▶ About this exercise:
Whenever the word "bool" appears in a line of the data below, copy that line.
** Opening Data excerpts block **
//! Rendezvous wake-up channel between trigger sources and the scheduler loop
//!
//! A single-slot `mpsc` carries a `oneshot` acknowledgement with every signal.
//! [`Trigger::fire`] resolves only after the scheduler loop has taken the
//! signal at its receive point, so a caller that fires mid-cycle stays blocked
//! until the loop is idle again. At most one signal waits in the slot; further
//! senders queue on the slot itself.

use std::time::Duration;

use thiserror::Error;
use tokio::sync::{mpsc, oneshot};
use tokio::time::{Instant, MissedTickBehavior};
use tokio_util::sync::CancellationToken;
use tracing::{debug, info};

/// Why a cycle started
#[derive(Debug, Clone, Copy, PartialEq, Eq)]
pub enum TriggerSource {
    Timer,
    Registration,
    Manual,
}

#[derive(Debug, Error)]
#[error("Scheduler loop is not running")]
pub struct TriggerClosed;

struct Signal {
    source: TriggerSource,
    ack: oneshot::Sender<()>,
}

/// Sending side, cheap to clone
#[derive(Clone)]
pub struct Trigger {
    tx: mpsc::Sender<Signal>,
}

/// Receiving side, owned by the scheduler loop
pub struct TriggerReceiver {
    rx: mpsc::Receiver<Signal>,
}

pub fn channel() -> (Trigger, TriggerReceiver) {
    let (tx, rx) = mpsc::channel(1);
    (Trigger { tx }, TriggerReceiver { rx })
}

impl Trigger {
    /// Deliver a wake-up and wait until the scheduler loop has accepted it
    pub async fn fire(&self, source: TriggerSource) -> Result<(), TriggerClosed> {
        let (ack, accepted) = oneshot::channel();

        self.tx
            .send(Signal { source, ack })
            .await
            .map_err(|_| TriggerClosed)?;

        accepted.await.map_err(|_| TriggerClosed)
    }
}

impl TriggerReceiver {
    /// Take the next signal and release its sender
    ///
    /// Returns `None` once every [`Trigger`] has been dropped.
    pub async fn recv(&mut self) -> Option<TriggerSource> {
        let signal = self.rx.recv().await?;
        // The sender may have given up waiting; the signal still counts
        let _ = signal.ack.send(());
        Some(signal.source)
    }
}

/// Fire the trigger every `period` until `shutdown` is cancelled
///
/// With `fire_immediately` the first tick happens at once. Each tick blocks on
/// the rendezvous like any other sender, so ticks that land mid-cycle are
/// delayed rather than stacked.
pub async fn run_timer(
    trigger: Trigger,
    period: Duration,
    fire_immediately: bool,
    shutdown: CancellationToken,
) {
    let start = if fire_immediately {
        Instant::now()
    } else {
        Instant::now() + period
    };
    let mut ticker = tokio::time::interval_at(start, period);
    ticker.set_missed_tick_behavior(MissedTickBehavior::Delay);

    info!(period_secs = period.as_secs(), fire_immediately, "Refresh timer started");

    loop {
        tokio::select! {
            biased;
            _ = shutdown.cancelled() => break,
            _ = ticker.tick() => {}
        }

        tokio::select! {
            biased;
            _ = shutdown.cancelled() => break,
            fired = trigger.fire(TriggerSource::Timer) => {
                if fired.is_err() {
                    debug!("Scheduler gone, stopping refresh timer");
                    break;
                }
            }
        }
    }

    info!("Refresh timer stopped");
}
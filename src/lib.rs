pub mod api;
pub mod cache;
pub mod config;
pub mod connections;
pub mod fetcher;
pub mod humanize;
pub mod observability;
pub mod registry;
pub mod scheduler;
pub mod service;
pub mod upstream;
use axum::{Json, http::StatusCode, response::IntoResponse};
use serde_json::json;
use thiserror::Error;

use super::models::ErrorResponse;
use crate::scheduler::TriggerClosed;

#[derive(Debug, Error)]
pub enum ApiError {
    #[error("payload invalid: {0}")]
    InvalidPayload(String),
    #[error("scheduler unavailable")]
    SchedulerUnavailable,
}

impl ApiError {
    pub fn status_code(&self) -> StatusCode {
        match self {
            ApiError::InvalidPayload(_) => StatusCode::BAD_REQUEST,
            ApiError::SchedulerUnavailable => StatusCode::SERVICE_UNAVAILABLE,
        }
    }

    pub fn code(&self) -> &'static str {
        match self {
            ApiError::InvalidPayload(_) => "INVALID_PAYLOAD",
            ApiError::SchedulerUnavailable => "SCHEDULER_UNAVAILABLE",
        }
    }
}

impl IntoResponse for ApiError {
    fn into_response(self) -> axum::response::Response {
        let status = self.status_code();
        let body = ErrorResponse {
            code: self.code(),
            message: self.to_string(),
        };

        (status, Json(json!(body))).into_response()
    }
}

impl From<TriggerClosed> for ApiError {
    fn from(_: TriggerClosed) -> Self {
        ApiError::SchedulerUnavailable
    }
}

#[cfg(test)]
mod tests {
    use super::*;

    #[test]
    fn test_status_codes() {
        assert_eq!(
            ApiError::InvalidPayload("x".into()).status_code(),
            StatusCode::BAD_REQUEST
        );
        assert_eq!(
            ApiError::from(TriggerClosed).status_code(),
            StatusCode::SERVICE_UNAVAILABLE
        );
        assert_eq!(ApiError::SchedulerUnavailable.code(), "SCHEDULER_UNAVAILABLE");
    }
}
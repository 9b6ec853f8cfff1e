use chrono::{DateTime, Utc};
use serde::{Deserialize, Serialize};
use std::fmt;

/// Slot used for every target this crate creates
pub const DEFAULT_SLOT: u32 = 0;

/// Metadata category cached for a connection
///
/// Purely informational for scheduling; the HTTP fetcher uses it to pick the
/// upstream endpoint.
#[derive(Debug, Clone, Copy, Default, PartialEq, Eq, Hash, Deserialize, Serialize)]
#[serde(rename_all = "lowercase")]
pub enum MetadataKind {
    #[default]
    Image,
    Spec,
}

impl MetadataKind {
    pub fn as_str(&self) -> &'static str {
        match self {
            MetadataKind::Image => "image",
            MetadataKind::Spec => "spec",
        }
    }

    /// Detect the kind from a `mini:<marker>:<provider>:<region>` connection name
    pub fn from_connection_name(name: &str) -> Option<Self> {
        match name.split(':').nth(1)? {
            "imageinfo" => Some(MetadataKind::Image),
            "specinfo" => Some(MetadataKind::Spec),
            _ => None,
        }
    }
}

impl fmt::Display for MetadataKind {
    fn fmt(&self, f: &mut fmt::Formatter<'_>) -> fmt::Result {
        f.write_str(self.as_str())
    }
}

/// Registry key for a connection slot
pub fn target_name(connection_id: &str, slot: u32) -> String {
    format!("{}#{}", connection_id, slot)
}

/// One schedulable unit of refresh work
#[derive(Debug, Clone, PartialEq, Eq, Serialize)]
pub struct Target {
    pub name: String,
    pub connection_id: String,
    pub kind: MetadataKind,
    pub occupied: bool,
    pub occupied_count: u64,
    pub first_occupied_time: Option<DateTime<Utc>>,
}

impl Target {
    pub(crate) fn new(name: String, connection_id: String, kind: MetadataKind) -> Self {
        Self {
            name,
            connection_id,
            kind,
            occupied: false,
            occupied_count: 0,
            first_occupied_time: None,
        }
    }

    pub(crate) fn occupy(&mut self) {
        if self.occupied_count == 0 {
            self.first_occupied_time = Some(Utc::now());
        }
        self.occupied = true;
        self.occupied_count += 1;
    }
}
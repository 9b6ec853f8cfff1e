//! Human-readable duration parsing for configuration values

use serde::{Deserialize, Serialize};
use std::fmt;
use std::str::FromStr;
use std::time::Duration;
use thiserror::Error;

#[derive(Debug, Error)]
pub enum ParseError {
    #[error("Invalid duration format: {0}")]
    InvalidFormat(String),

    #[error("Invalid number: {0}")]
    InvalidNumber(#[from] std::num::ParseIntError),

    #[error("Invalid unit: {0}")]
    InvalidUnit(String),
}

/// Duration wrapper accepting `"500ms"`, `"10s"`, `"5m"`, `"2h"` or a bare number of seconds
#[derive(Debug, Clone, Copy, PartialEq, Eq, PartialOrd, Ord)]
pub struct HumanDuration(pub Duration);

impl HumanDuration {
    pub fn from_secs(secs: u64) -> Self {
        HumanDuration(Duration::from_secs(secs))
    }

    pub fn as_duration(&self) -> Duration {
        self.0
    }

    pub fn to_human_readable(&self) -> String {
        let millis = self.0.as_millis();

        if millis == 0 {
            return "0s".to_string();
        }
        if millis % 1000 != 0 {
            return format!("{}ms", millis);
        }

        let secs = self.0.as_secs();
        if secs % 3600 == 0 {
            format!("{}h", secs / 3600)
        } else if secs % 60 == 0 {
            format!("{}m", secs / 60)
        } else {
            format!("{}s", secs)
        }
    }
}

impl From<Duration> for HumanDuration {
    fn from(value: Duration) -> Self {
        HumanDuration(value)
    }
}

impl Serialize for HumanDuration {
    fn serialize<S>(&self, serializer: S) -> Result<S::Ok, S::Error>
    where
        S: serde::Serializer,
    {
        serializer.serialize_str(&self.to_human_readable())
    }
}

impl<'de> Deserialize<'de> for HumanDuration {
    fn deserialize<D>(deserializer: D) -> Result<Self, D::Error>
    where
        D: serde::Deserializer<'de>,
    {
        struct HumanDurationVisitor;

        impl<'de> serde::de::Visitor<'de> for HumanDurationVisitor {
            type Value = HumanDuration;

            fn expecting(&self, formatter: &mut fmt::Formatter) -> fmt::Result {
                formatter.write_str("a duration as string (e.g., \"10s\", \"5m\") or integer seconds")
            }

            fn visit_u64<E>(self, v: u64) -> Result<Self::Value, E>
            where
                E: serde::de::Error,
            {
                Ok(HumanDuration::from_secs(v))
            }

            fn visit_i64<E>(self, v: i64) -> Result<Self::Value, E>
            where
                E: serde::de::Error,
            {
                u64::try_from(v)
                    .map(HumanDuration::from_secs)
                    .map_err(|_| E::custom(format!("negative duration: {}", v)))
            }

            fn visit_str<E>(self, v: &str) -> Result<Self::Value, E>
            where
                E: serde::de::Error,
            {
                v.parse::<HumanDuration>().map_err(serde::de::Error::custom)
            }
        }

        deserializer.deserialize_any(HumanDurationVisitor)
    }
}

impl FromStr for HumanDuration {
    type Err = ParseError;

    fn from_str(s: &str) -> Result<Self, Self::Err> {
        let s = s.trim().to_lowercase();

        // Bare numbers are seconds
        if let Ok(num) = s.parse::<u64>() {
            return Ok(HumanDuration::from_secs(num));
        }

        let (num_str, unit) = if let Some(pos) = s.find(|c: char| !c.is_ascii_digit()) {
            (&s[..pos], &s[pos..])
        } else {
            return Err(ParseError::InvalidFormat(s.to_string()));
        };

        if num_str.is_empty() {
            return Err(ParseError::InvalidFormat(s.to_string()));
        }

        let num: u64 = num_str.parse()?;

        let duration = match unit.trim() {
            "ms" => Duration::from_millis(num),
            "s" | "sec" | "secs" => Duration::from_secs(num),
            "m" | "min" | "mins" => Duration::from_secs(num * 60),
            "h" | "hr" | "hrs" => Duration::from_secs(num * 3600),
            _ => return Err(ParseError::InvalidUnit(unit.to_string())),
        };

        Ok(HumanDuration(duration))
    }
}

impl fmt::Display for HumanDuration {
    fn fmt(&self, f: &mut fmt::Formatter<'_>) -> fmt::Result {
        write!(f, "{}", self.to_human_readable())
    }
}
** Closing Data excerpts block **
▶ Your solution:
    fire_immediately: bool,
    pub occupied: bool,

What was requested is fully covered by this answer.